The Church and the Communists - new allegations from the archives

In the 1950's the communist regimes of Central and Eastern Europe saw the Church as a threat, the result was many priests spending time in jail. For many believers these were martyrs but the opening of the archives of the communist era secret police is shedding new light on priests and their relationshop to the secret police. Anca Dragu reports from Bratislava on allegations a prominent Roman Catholic Archibishop cooperated with Czechoslovakia's communist era secret police.

On Wednesday the Archbishop of Bratislava and Trnava Jan Sokol claimed that he never spoke to anyone who was working for the Communist era secret police the so called Stb. His claim came in the form of a letter issued to the media more than a week after three reports- two from 1988, and another from 1987 - that researchers found recently in the archives of the Czech interior ministry in Prague indicated that he might have reported on fellow priests to the Stb. His code name was "Source Spiritual". The reports were published by a major Slovak daily.

"It is obvious that the information was provided by another person or other persons and didn't come from me. The names of the persons named in the document to whom I was supposed to have given the information are unknown to me," read Sokol's letter.

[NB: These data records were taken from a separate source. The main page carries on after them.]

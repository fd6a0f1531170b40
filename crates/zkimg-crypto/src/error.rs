//! # Cryptographic Error Types
//!
//! Structured errors for commitments, Merkle folding and the filesystem
//! stores in `zkimg-crypto`.

use thiserror::Error;

/// Errors from commitment and storage operations.
#[derive(Error, Debug)]
pub enum CryptoError {
    /// The Poseidon permutation rejected its input.
    #[error("Poseidon error: {0}")]
    Poseidon(String),

    /// A field element encoding is not the canonical representative.
    #[error("non-canonical field element: {0}")]
    NonCanonicalField(String),

    /// Hex or decimal decoding error.
    #[error("decode error: {0}")]
    Decode(String),

    /// Merkle operation error.
    #[error("Merkle error: {0}")]
    Merkle(String),

    /// Artifact or record store error.
    #[error("store error: {0}")]
    Store(String),

    /// I/O error (store filesystem operations).
    #[error("I/O error: {0}")]
    Io(#[from] std::io::Error),

    /// JSON (de)serialization of a stored document failed.
    #[error("JSON error: {0}")]
    Json(#[from] serde_json::Error),
}

#[cfg(test)]
mod tests {
    use super::*;

    #[test]
    fn store_error_display() {
        let err = CryptoError::Store("segment `..` rejected".to_string());
        assert!(format!("{err}").contains("segment"));
    }

    #[test]
    fn io_error_converts() {
        let io = std::io::Error::new(std::io::ErrorKind::PermissionDenied, "denied");
        let err: CryptoError = io.into();
        assert!(matches!(err, CryptoError::Io(_)));
        assert!(format!("{err}").contains("denied"));
    }
}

It was, however, not the first time that Sokol's name was linked to communist era secret police. In February 2005 the director of the state run institue in charge of researching the archive of the communist regime said Sokol had been listed as an StB candidate for 17 years and as a full agent as of 1989. He became the new bishop of the Trnava diocese in 1973, taking over from a predecessor, who is also listed as an agent on the StB files. Also on the files are two bishops who were appointed in the same year as Sokol. The three of them were the first new bishops since 1949 to obtain the necessary agreement from the Communist regime. Sokol firmly denied it.

"It is well known that the Stb repeatedly tried to discreditate the Catholic Church therefore such claims belong to that type of operations."

In 2005 there were historians who questioned the accuracy of the documents found in the Slovak archive because many were incomplete. It is known that secret police agents partially destroyed the archive in November 1989 during the Velvet Revolution. The documents recently found in Prague, however, seem to leave little space for interpretation. Patrik Kosicky a researcher from the institute in charge of researching the archive explains.

"The StB always worded their reports in this manner, and it is almost certain that no other agent apart from Sokol with the code-name "source spiritual" ever existed."

The leadership of the Catholic Church had a diplomatic reaction. Its Secretary Marian Chovanec said Sokol has their full support so far.

"We will have a look at these documents to see whether they bring some new information. Otherwise we stick to our position in 2005. Only the Vatican can strip Jan Sokol of his archibishopric."

In 2005 the Slovak Catholic Church issued a statement in which it aknowledged the fact that some of its priests might have cooperated with the Stb and encouraged them to appologize to believers for the suffering their actions might have caused.